» Problem requirements
Please output, without any change, the lines of the material below from the very first through the one with "sets are ordered".

[Supplied information]

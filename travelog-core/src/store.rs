//! Record store for travel stories
//!
//! Every operation takes the owner explicitly; there is no way to read or
//! write a story without naming whose it is. Result sets are ordered
//! favorites first, then by insertion.

use async_trait::async_trait;
use chrono::{DateTime, Utc};
use sqlx::PgPool;
use uuid::Uuid;

use crate::error::TravelogError;
use crate::models::{NewTravelStory, OwnerId, StoryFields, TravelStory};

/// Predicate for `StoryStore::find_matching`.
#[derive(Debug, Clone, PartialEq)]
pub enum StoryFilter {
    /// Case-insensitive literal substring of title, story or visited location.
    Text(String),
    /// Visited date within the inclusive range.
    VisitedBetween {
        start: DateTime<Utc>,
        end: DateTime<Utc>,
    },
}

impl StoryFilter {
    pub fn matches(&self, story: &TravelStory) -> bool {
        match self {
            Self::Text(query) => {
                let needle = query.to_lowercase();
                [&story.title, &story.narrative, &story.visited_location]
                    .iter()
                    .any(|field| field.to_lowercase().contains(&needle))
            }
            Self::VisitedBetween { start, end } => {
                story.visited_date >= *start && story.visited_date <= *end
            }
        }
    }
}

#[async_trait]
pub trait StoryStore: Send + Sync {
    async fn insert(&self, story: NewTravelStory) -> Result<TravelStory, TravelogError>;

    async fn find_one(&self, owner: &OwnerId, id: Uuid)
        -> Result<Option<TravelStory>, TravelogError>;

    async fn find_all(&self, owner: &OwnerId) -> Result<Vec<TravelStory>, TravelogError>;

    async fn find_matching(
        &self,
        owner: &OwnerId,
        filter: &StoryFilter,
    ) -> Result<Vec<TravelStory>, TravelogError>;

    /// Overwrite the text, date and image columns of an existing story.
    /// The favorite flag is left alone.
    /// Returns `None` if the row no longer exists under the story's owner.
    async fn update(&self, story: &TravelStory) -> Result<Option<TravelStory>, TravelogError>;

    /// Overwrite only the text and date columns, leaving the image reference
    /// and favorite flag as currently stored.
    async fn update_details(
        &self,
        owner: &OwnerId,
        id: Uuid,
        fields: &StoryFields,
    ) -> Result<Option<TravelStory>, TravelogError>;

    async fn set_favorite(
        &self,
        owner: &OwnerId,
        id: Uuid,
        is_favorite: bool,
    ) -> Result<Option<TravelStory>, TravelogError>;

    async fn remove(&self, owner: &OwnerId, id: Uuid) -> Result<bool, TravelogError>;

    /// Short description of the backing store for health reporting.
    async fn health(&self) -> Result<String, TravelogError>;
}

// ============================================================================
// PostgreSQL
// ============================================================================

const STORY_COLUMNS: &str = "id, owner_id, title, story, visited_location, visited_date, \
     image_url, image_asset_id, is_favorite, created_at";

const ORDER_BY: &str = "ORDER BY is_favorite DESC, seq ASC";

#[derive(Clone)]
pub struct PgStoryStore {
    pool: PgPool,
}

impl PgStoryStore {
    pub fn new(pool: PgPool) -> Self {
        Self { pool }
    }

    pub fn pool(&self) -> &PgPool {
        &self.pool
    }
}

/// Escape LIKE metacharacters so the query matches literally.
fn like_pattern(query: &str) -> String {
    let mut escaped = String::with_capacity(query.len() + 2);
    escaped.push('%');
    for c in query.chars() {
        if matches!(c, '%' | '_' | '\\') {
            escaped.push('\\');
        }
        escaped.push(c);
    }
    escaped.push('%');
    escaped
}

#[async_trait]
impl StoryStore for PgStoryStore {
    async fn insert(&self, story: NewTravelStory) -> Result<TravelStory, TravelogError> {
        let sql = format!(
            r#"
            INSERT INTO travel_stories
                (id, owner_id, title, story, visited_location, visited_date, image_url, image_asset_id)
            VALUES ($1, $2, $3, $4, $5, $6, $7, $8)
            RETURNING {STORY_COLUMNS}
            "#
        );

        let row = sqlx::query_as::<_, TravelStory>(&sql)
            .bind(story.id)
            .bind(story.owner_id.as_str())
            .bind(&story.fields.title)
            .bind(&story.fields.narrative)
            .bind(&story.fields.visited_location)
            .bind(story.fields.visited_date)
            .bind(&story.image_url)
            .bind(&story.image_asset_id)
            .fetch_one(&self.pool)
            .await?;

        Ok(row)
    }

    async fn find_one(
        &self,
        owner: &OwnerId,
        id: Uuid,
    ) -> Result<Option<TravelStory>, TravelogError> {
        let sql = format!("SELECT {STORY_COLUMNS} FROM travel_stories WHERE owner_id = $1 AND id = $2");

        let row = sqlx::query_as::<_, TravelStory>(&sql)
            .bind(owner.as_str())
            .bind(id)
            .fetch_optional(&self.pool)
            .await?;

        Ok(row)
    }

    async fn find_all(&self, owner: &OwnerId) -> Result<Vec<TravelStory>, TravelogError> {
        let sql = format!("SELECT {STORY_COLUMNS} FROM travel_stories WHERE owner_id = $1 {ORDER_BY}");

        let rows = sqlx::query_as::<_, TravelStory>(&sql)
            .bind(owner.as_str())
            .fetch_all(&self.pool)
            .await?;

        Ok(rows)
    }

    async fn find_matching(
        &self,
        owner: &OwnerId,
        filter: &StoryFilter,
    ) -> Result<Vec<TravelStory>, TravelogError> {
        let rows = match filter {
            StoryFilter::Text(query) => {
                let sql = format!(
                    r#"
                    SELECT {STORY_COLUMNS} FROM travel_stories
                    WHERE owner_id = $1
                      AND (title ILIKE $2 ESCAPE '\'
                           OR story ILIKE $2 ESCAPE '\'
                           OR visited_location ILIKE $2 ESCAPE '\')
                    {ORDER_BY}
                    "#
                );
                sqlx::query_as::<_, TravelStory>(&sql)
                    .bind(owner.as_str())
                    .bind(like_pattern(query))
                    .fetch_all(&self.pool)
                    .await?
            }
            StoryFilter::VisitedBetween { start, end } => {
                let sql = format!(
                    r#"
                    SELECT {STORY_COLUMNS} FROM travel_stories
                    WHERE owner_id = $1 AND visited_date >= $2 AND visited_date <= $3
                    {ORDER_BY}
                    "#
                );
                sqlx::query_as::<_, TravelStory>(&sql)
                    .bind(owner.as_str())
                    .bind(start)
                    .bind(end)
                    .fetch_all(&self.pool)
                    .await?
            }
        };

        Ok(rows)
    }

    async fn update(&self, story: &TravelStory) -> Result<Option<TravelStory>, TravelogError> {
        let sql = format!(
            r#"
            UPDATE travel_stories
            SET title = $3, story = $4, visited_location = $5, visited_date = $6,
                image_url = $7, image_asset_id = $8
            WHERE owner_id = $1 AND id = $2
            RETURNING {STORY_COLUMNS}
            "#
        );

        let row = sqlx::query_as::<_, TravelStory>(&sql)
            .bind(story.owner_id.as_str())
            .bind(story.id)
            .bind(&story.title)
            .bind(&story.narrative)
            .bind(&story.visited_location)
            .bind(story.visited_date)
            .bind(&story.image_url)
            .bind(&story.image_asset_id)
            .fetch_optional(&self.pool)
            .await?;

        Ok(row)
    }

    async fn update_details(
        &self,
        owner: &OwnerId,
        id: Uuid,
        fields: &StoryFields,
    ) -> Result<Option<TravelStory>, TravelogError> {
        let sql = format!(
            r#"
            UPDATE travel_stories
            SET title = $3, story = $4, visited_location = $5, visited_date = $6
            WHERE owner_id = $1 AND id = $2
            RETURNING {STORY_COLUMNS}
            "#
        );

        let row = sqlx::query_as::<_, TravelStory>(&sql)
            .bind(owner.as_str())
            .bind(id)
            .bind(&fields.title)
            .bind(&fields.narrative)
            .bind(&fields.visited_location)
            .bind(fields.visited_date)
            .fetch_optional(&self.pool)
            .await?;

        Ok(row)
    }

    async fn set_favorite(
        &self,
        owner: &OwnerId,
        id: Uuid,
        is_favorite: bool,
    ) -> Result<Option<TravelStory>, TravelogError> {
        let sql = format!(
            "UPDATE travel_stories SET is_favorite = $3 WHERE owner_id = $1 AND id = $2 \
             RETURNING {STORY_COLUMNS}"
        );

        let row = sqlx::query_as::<_, TravelStory>(&sql)
            .bind(owner.as_str())
            .bind(id)
            .bind(is_favorite)
            .fetch_optional(&self.pool)
            .await?;

        Ok(row)
    }

    async fn remove(&self, owner: &OwnerId, id: Uuid) -> Result<bool, TravelogError> {
        let result = sqlx::query("DELETE FROM travel_stories WHERE owner_id = $1 AND id = $2")
            .bind(owner.as_str())
            .bind(id)
            .execute(&self.pool)
            .await?;

        Ok(result.rows_affected() > 0)
    }

    async fn health(&self) -> Result<String, TravelogError> {
        Ok(crate::db::health_check(&self.pool).await?)
    }
}
//! In-process story store, for local development and tests.

use async_trait::async_trait;
use chrono::Utc;
use tokio::sync::RwLock;
use uuid::Uuid;

use crate::error::TravelogError;
use crate::models::{NewTravelStory, OwnerId, StoryFields, TravelStory};
use crate::store::{StoryFilter, StoryStore};

#[derive(Default)]
struct Inner {
    next_seq: u64,
    // (insertion sequence, story)
    rows: Vec<(u64, TravelStory)>,
}

#[derive(Default)]
pub struct MemoryStoryStore {
    inner: RwLock<Inner>,
}

impl MemoryStoryStore {
    pub fn new() -> Self {
        Self::default()
    }

    pub async fn len(&self) -> usize {
        self.inner.read().await.rows.len()
    }

    pub async fn is_empty(&self) -> bool {
        self.len().await == 0
    }

    /// Apply `change` to one owned row under the write lock. Identity and
    /// creation time are never touched.
    async fn modify(
        &self,
        owner: &OwnerId,
        id: Uuid,
        change: impl FnOnce(&mut TravelStory),
    ) -> Option<TravelStory> {
        let mut inner = self.inner.write().await;
        let (_, existing) = inner
            .rows
            .iter_mut()
            .find(|(_, s)| s.id == id && &s.owner_id == owner)?;
        change(existing);
        Some(existing.clone())
    }

    fn ordered<'a>(rows: impl Iterator<Item = &'a (u64, TravelStory)>) -> Vec<TravelStory> {
        let mut selected: Vec<&(u64, TravelStory)> = rows.collect();
        selected.sort_by(|(a_seq, a), (b_seq, b)| {
            b.is_favorite
                .cmp(&a.is_favorite)
                .then_with(|| a_seq.cmp(b_seq))
        });
        selected.into_iter().map(|(_, story)| story.clone()).collect()
    }
}

#[async_trait]
impl StoryStore for MemoryStoryStore {
    async fn insert(&self, story: NewTravelStory) -> Result<TravelStory, TravelogError> {
        let mut inner = self.inner.write().await;
        if inner.rows.iter().any(|(_, s)| s.id == story.id) {
            return Err(TravelogError::DuplicateStory(story.id));
        }

        let stored = story.into_story(Utc::now());
        let seq = inner.next_seq;
        inner.next_seq += 1;
        inner.rows.push((seq, stored.clone()));
        Ok(stored)
    }

    async fn find_one(
        &self,
        owner: &OwnerId,
        id: Uuid,
    ) -> Result<Option<TravelStory>, TravelogError> {
        let inner = self.inner.read().await;
        Ok(inner
            .rows
            .iter()
            .find(|(_, s)| s.id == id && &s.owner_id == owner)
            .map(|(_, s)| s.clone()))
    }

    async fn find_all(&self, owner: &OwnerId) -> Result<Vec<TravelStory>, TravelogError> {
        let inner = self.inner.read().await;
        Ok(Self::ordered(
            inner.rows.iter().filter(|(_, s)| &s.owner_id == owner),
        ))
    }

    async fn find_matching(
        &self,
        owner: &OwnerId,
        filter: &StoryFilter,
    ) -> Result<Vec<TravelStory>, TravelogError> {
        let inner = self.inner.read().await;
        Ok(Self::ordered(
            inner
                .rows
                .iter()
                .filter(|(_, s)| &s.owner_id == owner && filter.matches(s)),
        ))
    }

    async fn update(&self, story: &TravelStory) -> Result<Option<TravelStory>, TravelogError> {
        Ok(self
            .modify(&story.owner_id, story.id, |existing| {
                existing.title = story.title.clone();
                existing.narrative = story.narrative.clone();
                existing.visited_location = story.visited_location.clone();
                existing.visited_date = story.visited_date;
                existing.image_url = story.image_url.clone();
                existing.image_asset_id = story.image_asset_id.clone();
            })
            .await)
    }

    async fn update_details(
        &self,
        owner: &OwnerId,
        id: Uuid,
        fields: &StoryFields,
    ) -> Result<Option<TravelStory>, TravelogError> {
        Ok(self
            .modify(owner, id, |existing| existing.apply_fields(fields.clone()))
            .await)
    }

    async fn set_favorite(
        &self,
        owner: &OwnerId,
        id: Uuid,
        is_favorite: bool,
    ) -> Result<Option<TravelStory>, TravelogError> {
        Ok(self
            .modify(owner, id, |existing| existing.is_favorite = is_favorite)
            .await)
    }

    async fn remove(&self, owner: &OwnerId, id: Uuid) -> Result<bool, TravelogError> {
        let mut inner = self.inner.write().await;
        let before = inner.rows.len();
        inner
            .rows
            .retain(|(_, s)| !(s.id == id && &s.owner_id == owner));
        Ok(inner.rows.len() < before)
    }

    async fn health(&self) -> Result<String, TravelogError> {
        let count = self.len().await;
        Ok(format!("in-memory store ({} stories)", count))
    }
}
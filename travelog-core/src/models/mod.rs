pub mod story;

pub use story::{
    parse_epoch_millis, InvalidTimestamp, NewTravelStory, OwnerId, StoryFields, TravelStory,
};
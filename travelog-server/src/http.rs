//! Travelog HTTP REST API
//!
//! Axum-based HTTP server exposing the travel-story lifecycle.
//!
//! Architecture: each endpoint has a thin axum handler that resolves the
//! caller and decodes the request, then delegates to a pure inner function
//! over `StoryLifecycle`. The inner functions are directly testable without
//! axum dispatch machinery.
//!
//! Endpoints:
//! - GET    /health                                       store status
//! - GET    /version                                      server version info
//! - POST   /api/travel-story/add                         create a story
//! - GET    /api/travel-story/get-all                     list stories
//! - GET    /api/travel-story/story/{id}                  fetch one story
//! - PUT    /api/travel-story/edit-story/{id}             edit a story
//! - DELETE /api/travel-story/delete-story/{id}           delete a story
//! - PUT    /api/travel-story/update-is-favourite/{id}    set the favorite flag
//! - GET    /api/travel-story/search?query=               text search
//! - GET    /api/travel-story/filter?startDate=&endDate=  visited-date range

use std::sync::Arc;

use anyhow::Result;
use axum::extract::rejection::{JsonRejection, PathRejection, QueryRejection};
use axum::extract::{DefaultBodyLimit, FromRequest, Multipart, Path, Query, Request, State};
use axum::http::header::CONTENT_TYPE;
use axum::http::StatusCode;
use axum::response::{IntoResponse, Response};
use axum::routing::{delete, get, post, put};
use axum::{Json, Router};
use serde::Deserialize;
use tokio::net::TcpListener;
use tokio::sync::broadcast;
use travelog_core::{ImageUpload, OwnerId, TravelogConfig};
use uuid::Uuid;

use crate::auth::{AccessGuard, AuthUser};
use crate::error::StoryError;
use crate::subsystems::stories::{ImageChange, StoryInput, StoryLifecycle};

/// Shared state for all HTTP handlers
pub struct HttpState {
    pub stories: StoryLifecycle,
    pub guard: AccessGuard,
    pub config: TravelogConfig,
}

/// Build the Axum router with all endpoints
pub fn build_router(state: Arc<HttpState>) -> Router {
    let body_limit = state.config.http.max_upload_bytes;

    let stories = Router::new()
        .route("/add", post(add_story_handler))
        .route("/get-all", get(list_stories_handler))
        .route("/story/:id", get(get_story_handler))
        .route("/edit-story/:id", put(edit_story_handler))
        .route("/delete-story/:id", delete(delete_story_handler))
        .route("/update-is-favourite/:id", put(favorite_handler))
        .route("/search", get(search_handler))
        .route("/filter", get(filter_handler));

    Router::new()
        .route("/health", get(health_handler))
        .route("/version", get(version_handler))
        .nest("/api/travel-story", stories)
        .layer(DefaultBodyLimit::max(body_limit))
        .with_state(state)
}

/// Start the HTTP server on the configured address.
/// Gracefully shuts down when the broadcast shutdown signal fires.
pub async fn start_http_server(
    state: Arc<HttpState>,
    mut shutdown: broadcast::Receiver<()>,
) -> Result<()> {
    let addr = format!("{}:{}", state.config.http.host, state.config.http.port);

    let app = build_router(state);
    let listener = TcpListener::bind(&addr).await?;
    tracing::info!("Travelog HTTP API listening on http://{}", addr);

    axum::serve(listener, app)
        .with_graceful_shutdown(async move {
            let _ = shutdown.recv().await;
            tracing::info!("HTTP server shutting down...");
        })
        .await?;

    Ok(())
}
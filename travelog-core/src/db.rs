use crate::config::DatabaseConfig;
use crate::error::TravelogError;
use sqlx::{postgres::PgPoolOptions, PgPool};

pub async fn create_pool(config: &DatabaseConfig) -> Result<PgPool, sqlx::Error> {
    PgPoolOptions::new()
        .max_connections(config.max_connections)
        .connect(&config.url)
        .await
}

/// Apply the embedded schema migrations.
pub async fn run_migrations(pool: &PgPool) -> Result<(), TravelogError> {
    sqlx::migrate!("./migrations").run(pool).await?;
    tracing::info!("Database migrations applied");
    Ok(())
}

pub async fn health_check(pool: &PgPool) -> Result<String, sqlx::Error> {
    let row: (String,) = sqlx::query_as("SELECT version()").fetch_one(pool).await?;
    Ok(row.0)
}
//! Image asset storage for travel stories
//!
//! Provides an `ImageStore` trait and the ImageKit implementation used in
//! production. Uploads return the public URL together with the ImageKit
//! `fileId`, which is the only handle that can delete the asset later.

use std::time::Duration;

use async_trait::async_trait;
use bytes::Bytes;
use reqwest::multipart::{Form, Part};
use reqwest::{Client, StatusCode};
use serde::{Deserialize, Serialize};
use thiserror::Error;
use tokio_retry::strategy::{jitter, ExponentialBackoff};
use tokio_retry::RetryIf;

use crate::config::ImagesConfig;

// ============================================================================
// ImageStore trait
// ============================================================================

/// Abstraction over the external image host.
#[async_trait]
pub trait ImageStore: Send + Sync {
    /// Store the image and return where it lives.
    async fn upload(&self, image: ImageUpload) -> Result<StoredImage, ImageError>;

    /// Release a stored asset. Returns `false` if the host no longer knows it.
    async fn delete(&self, asset_id: &str) -> Result<bool, ImageError>;

    /// Backend name for logging.
    fn name(&self) -> &str;
}

/// Raw image bytes as received from the client.
#[derive(Debug, Clone)]
pub struct ImageUpload {
    pub bytes: Bytes,
    pub file_name: String,
    pub content_type: String,
}

impl ImageUpload {
    pub fn is_image(&self) -> bool {
        self.content_type.starts_with("image/")
    }
}

/// A stored asset: the URL to render and the identifier needed to delete it.
#[derive(Debug, Clone, PartialEq, Eq, Serialize, Deserialize)]
#[serde(rename_all = "camelCase")]
pub struct StoredImage {
    pub url: String,
    pub asset_id: String,
}

// ============================================================================
// Error types
// ============================================================================

#[derive(Error, Debug)]
pub enum ImageError {
    #[error("HTTP request failed: {0}")]
    Http(#[from] reqwest::Error),

    #[error("API error ({code}): {message}")]
    Api { code: u16, message: String },

    #[error("Missing ImageKit private key")]
    MissingPrivateKey,

    #[error("Giving up after {retries} retries: {last}")]
    RetryExhausted { retries: usize, last: String },
}

impl ImageError {
    /// Whether another attempt is worthwhile.
    ///
    /// A non-idempotent call (upload) is retried only when the previous
    /// attempt cannot have stored anything: a refused connection, rate
    /// limiting, or a server error other than a gateway timeout. A timed-out
    /// upload may have succeeded remotely, and retrying it would leave an
    /// untracked duplicate.
    fn is_retryable(&self, idempotent: bool) -> bool {
        match self {
            Self::Http(e) if idempotent => e.is_timeout() || e.is_connect() || e.is_request(),
            Self::Http(e) => e.is_connect() && !e.is_timeout(),
            Self::Api { code: 429, .. } => true,
            Self::Api { code: 504, .. } => idempotent,
            Self::Api { code, .. } => *code >= 500,
            _ => false,
        }
    }
}

// ============================================================================
// ImageKit API structs (private)
// ============================================================================

#[derive(Debug, Deserialize)]
#[serde(rename_all = "camelCase")]
struct UploadResponse {
    file_id: String,
    url: String,
}

#[derive(Debug, Deserialize)]
struct ImageKitErrorResponse {
    message: Option<String>,
}

// ============================================================================
// ImageKitClient
// ============================================================================

/// ImageKit client. Uploads to the upload API, deletes through the management API.
#[derive(Clone)]
pub struct ImageKitClient {
    client: Client,
    private_key: String,
    upload_url: String,
    api_url: String,
    folder: Option<String>,
    max_retries: usize,
    retry_delay_ms: u64,
}

impl ImageKitClient {
    pub fn new(config: &ImagesConfig, private_key: String) -> Result<Self, ImageError> {
        Self::with_base_urls(
            config,
            private_key,
            config.upload_url.clone(),
            config.api_url.clone(),
        )
    }

    /// Create a client against custom endpoints (for testing / self-hosted proxies)
    pub fn with_base_urls(
        config: &ImagesConfig,
        private_key: String,
        upload_url: String,
        api_url: String,
    ) -> Result<Self, ImageError> {
        if private_key.is_empty() {
            return Err(ImageError::MissingPrivateKey);
        }

        let client = Client::builder()
            .timeout(Duration::from_secs(config.timeout_seconds))
            .build()?;

        Ok(Self {
            client,
            private_key,
            upload_url: upload_url.trim_end_matches('/').to_string(),
            api_url: api_url.trim_end_matches('/').to_string(),
            folder: config.folder.clone(),
            max_retries: config.max_retries,
            retry_delay_ms: config.retry_delay_ms,
        })
    }

    async fn with_retry<T, F, Fut>(
        &self,
        operation: &str,
        idempotent: bool,
        action: F,
    ) -> Result<T, ImageError>
    where
        F: FnMut() -> Fut,
        Fut: std::future::Future<Output = Result<T, ImageError>>,
    {
        let retry_strategy = ExponentialBackoff::from_millis(self.retry_delay_ms)
            .max_delay(Duration::from_secs(5))
            .map(jitter)
            .take(self.max_retries);

        let retryable = |e: &ImageError| e.is_retryable(idempotent);
        match RetryIf::spawn(retry_strategy, action, retryable).await {
            Ok(value) => Ok(value),
            Err(e) if retryable(&e) && self.max_retries > 0 => {
                tracing::error!(
                    operation,
                    retries = self.max_retries,
                    error = %e,
                    "All ImageKit retry attempts failed"
                );
                Err(ImageError::RetryExhausted {
                    retries: self.max_retries,
                    last: e.to_string(),
                })
            }
            Err(e) => Err(e),
        }
    }

    async fn upload_once(&self, image: &ImageUpload) -> Result<StoredImage, ImageError> {
        let url = format!("{}/api/v1/files/upload", self.upload_url);

        let file = Part::bytes(image.bytes.to_vec())
            .file_name(image.file_name.clone())
            .mime_str(&image.content_type)?;

        let mut form = Form::new()
            .part("file", file)
            .text("fileName", image.file_name.clone())
            .text("useUniqueFileName", "true");
        if let Some(folder) = &self.folder {
            form = form.text("folder", folder.clone());
        }

        let response = self
            .client
            .post(&url)
            .basic_auth(&self.private_key, Some(""))
            .multipart(form)
            .send()
            .await?;

        let status = response.status();
        if !status.is_success() {
            return Err(api_error(status, response).await);
        }

        let body: UploadResponse = response.json().await?;
        Ok(StoredImage {
            url: body.url,
            asset_id: body.file_id,
        })
    }

    async fn delete_once(&self, asset_id: &str) -> Result<bool, ImageError> {
        let url = format!("{}/v1/files/{}", self.api_url, asset_id);

        let response = self
            .client
            .delete(&url)
            .basic_auth(&self.private_key, Some(""))
            .send()
            .await?;

        let status = response.status();
        if status == StatusCode::NOT_FOUND {
            return Ok(false);
        }
        if !status.is_success() {
            return Err(api_error(status, response).await);
        }
        Ok(true)
    }
}

async fn api_error(status: StatusCode, response: reqwest::Response) -> ImageError {
    let error_body = response.text().await.unwrap_or_default();
    let message = serde_json::from_str::<ImageKitErrorResponse>(&error_body)
        .ok()
        .and_then(|e| e.message)
        .unwrap_or(error_body);

    tracing::error!(code = status.as_u16(), message = %message, "ImageKit API error");

    ImageError::Api {
        code: status.as_u16(),
        message,
    }
}

#[async_trait]
impl ImageStore for ImageKitClient {
    async fn upload(&self, image: ImageUpload) -> Result<StoredImage, ImageError> {
        let stored = self
            .with_retry("upload", false, || self.upload_once(&image))
            .await?;
        tracing::info!(asset_id = %stored.asset_id, file_name = %image.file_name, "Uploaded image");
        Ok(stored)
    }

    async fn delete(&self, asset_id: &str) -> Result<bool, ImageError> {
        let deleted = self
            .with_retry("delete", true, || self.delete_once(asset_id))
            .await?;
        if deleted {
            tracing::info!(asset_id, "Deleted image");
        } else {
            tracing::warn!(asset_id, "Image was already gone");
        }
        Ok(deleted)
    }

    fn name(&self) -> &str {
        "imagekit"
    }
}

// ============================================================================
// TESTS
// ============================================================================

[/Supplied information]

» Exercise solution
filename travelog-core/src/store.rs
//! Record store for travel stories
//!
//! Every operation takes the owner explicitly; there is no way to read or
//! write a story without naming whose it is. Result sets are ordered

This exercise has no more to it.